Posted in Collapse Watch, How the World Really Works, Our Culture / Ourselves | 6 Comments

Has Canada Reached “Net Zero” on CoVid-19?


Actual vs “normal” weekly deaths from all causes, 2020 and 2021-to-date, from Statistics Canada data via Alberta Business Council

Since I first reported on the World Mortality Database (WMD), and its argument that IHME’s excess deaths data, and hence their estimates of actual deaths from CoVid-19, are completely untenable, I’ve been digging more into the WMD data, specifically the Canadian data.

The WMD data suggest that, far from the 40% CoVid-19 deaths undercount that many earlier studies had suggested for Canada (and the US), and the 50% undercount that IHME is now, preposterously, using (for Canada, but no longer for the US), the reported Canadian CoVid-19 death count appears to have been, and continues to be, extremely accurate. Some CoVid-19 deaths have been missed, of course, but it appears that for a comparable number of deaths attributed to CoVid-19 because the deceased showed evidence of having been infected, the actual cause of death was something else — most likely a pre-existing condition.

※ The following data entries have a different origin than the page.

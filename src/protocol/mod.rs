//! Propeller serial line protocol
//!
//! - [`line`]: Tokenizing inbound lines and classifying them by tag
//! - [`odometry`]: Translating `o` lines into pose, twist and scans
//! - [`range_scan`]: Painting the six sensor pairs into 360-degree scans
//! - [`encoder`]: Building outbound `s` and `d` commands

pub mod encoder;
pub mod line;
pub mod odometry;
pub mod range_scan;

pub use encoder::{encode_drive_geometry, encode_velocity, STOP_COMMAND};
pub use line::{LineTag, SerialLine};
pub use odometry::{OdometryError, OdometryReport, OdometryTranslator};
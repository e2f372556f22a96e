//! Serial transport implementation

use super::Transport;
use crate::error::Result;
use serialport::{ClearBuffer, DataBits, FlowControl, Parity, SerialPort, StopBits};
use std::io::{Read, Write};
use std::time::Duration;

/// Read timeout; keeps the gateway responsive to shutdown and lets writers in
const READ_TIMEOUT_MS: u64 = 10;

/// Serial transport for the Propeller board UART
pub struct SerialTransport {
    port: Box<dyn SerialPort>,
}

impl SerialTransport {
    /// Open the board's serial port, 8N1 without flow control
    ///
    /// Whatever the firmware printed before we attached is discarded so the
    /// first framed line starts clean.
    pub fn open(path: &str, baud_rate: u32) -> Result<Self> {
        let port = serialport::new(path, baud_rate)
            .data_bits(DataBits::Eight)
            .parity(Parity::None)
            .stop_bits(StopBits::One)
            .flow_control(FlowControl::None)
            .timeout(Duration::from_millis(READ_TIMEOUT_MS))
            .open()
            .map_err(|e| {
                log::error!("Cannot open {} at {} baud: {}", path, baud_rate, e);
                e
            })?;

        let stale = port.bytes_to_read().unwrap_or(0);
        if let Err(e) = port.clear(ClearBuffer::Input) {
            log::warn!("Could not flush stale input on {}: {}", path, e);
        } else if stale > 0 {
            log::debug!("Discarded {} stale bytes on {}", stale, path);
        }

        log::info!("Serial link to Propeller board on {} ({} baud)", path, baud_rate);
        Ok(SerialTransport { port })
    }
}

impl Transport for SerialTransport {
    fn read(&mut self, buffer: &mut [u8]) -> Result<usize> {
        match self.port.read(buffer) {
            Ok(n) => Ok(n),
            Err(e) if e.kind() == std::io::ErrorKind::TimedOut => Ok(0),
            Err(e) if e.kind() == std::io::ErrorKind::WouldBlock => Ok(0),
            Err(e) => Err(e.into()),
        }
    }

    fn write_all(&mut self, data: &[u8]) -> Result<()> {
        self.port.write_all(data)?;
        Ok(())
    }

    fn flush(&mut self) -> Result<()> {
        self.port.flush()?;
        Ok(())
    }
}
//! Transport layer for I/O abstraction

use crate::error::Result;
use parking_lot::Mutex;
use std::sync::Arc;

mod gateway;
mod mock;
mod serial;

pub use gateway::{LineFramer, SerialGateway, MAX_LINE_LENGTH};
pub use mock::MockTransport;
pub use serial::SerialTransport;

/// Transport shared between the gateway reader thread and engine writes
pub type SharedTransport = Arc<Mutex<Box<dyn Transport>>>;

/// Wrap a transport for sharing
pub fn shared<T: Transport + 'static>(transport: T) -> SharedTransport {
    Arc::new(Mutex::new(Box::new(transport)))
}

/// Transport trait for device communication
pub trait Transport: Send {
    /// Read available data into buffer, returns number of bytes read (0 on timeout)
    fn read(&mut self, buffer: &mut [u8]) -> Result<usize>;

    /// Write all of `data`
    fn write_all(&mut self, data: &[u8]) -> Result<()>;

    /// Flush any pending writes (blocking until complete)
    fn flush(&mut self) -> Result<()>;
}
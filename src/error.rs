//! Error types for SetuIO

/// Result type alias
pub type Result<T> = std::result::Result<T, Error>;

/// SetuIO error types
#[derive(Debug, thiserror::Error)]
pub enum Error {
    /// Serial port error
    #[error("Serial port error: {0}")]
    Serial(#[from] serialport::Error),

    /// I/O error
    #[error("I/O error: {0}")]
    Io(#[from] std::io::Error),

    /// Configuration file could not be parsed
    #[error("Config parse error: {0}")]
    ConfigParse(#[from] toml::de::Error),

    /// Configuration is structurally valid but semantically wrong
    #[error("Configuration error: {0}")]
    Config(String),

    /// JSON encoding or decoding failed on the bus adapter
    #[error("Serialization error: {0}")]
    Serialization(#[from] serde_json::Error),

    /// Relay board rejected a channel operation
    #[error("Relay error: {0}")]
    Relay(String),

    /// Worker thread panicked
    #[error("Thread panicked")]
    ThreadPanic,

    /// Generic error with message
    #[error("{0}")]
    Other(String),
}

This phenomenon doesn’t only apply to Canada, but to quite a few other countries with advanced health care reporting systems, such as Belgium, France, Sweden, Switzerland and Austria. What distinguishes these countries is that the ratio of excess deaths during the pandemic to reported CoVid-19 deaths to date, is less than 1.0.

This doesn’t mean that global CoVid-19 deaths are anywhere near as low as the 5.3M reported to date — the correct number is probably triple that. That’s because countries with poor reporting systems or a political agenda to suppress reported death counts have drastically undercounted their death totals — by from 10% in the US to over 100% in countries like Russia, Brasil and India.

But it does mean that countries like Canada, Belgium, France, Sweden etc have actually done a pretty amazing job at identifying all the dead, and, consequently, adjusting for factors like demographics and average immune system health, have done a pretty amazing job at limiting the number of citizens infected in those countries, and hence their future toll of Long Covid sufferers.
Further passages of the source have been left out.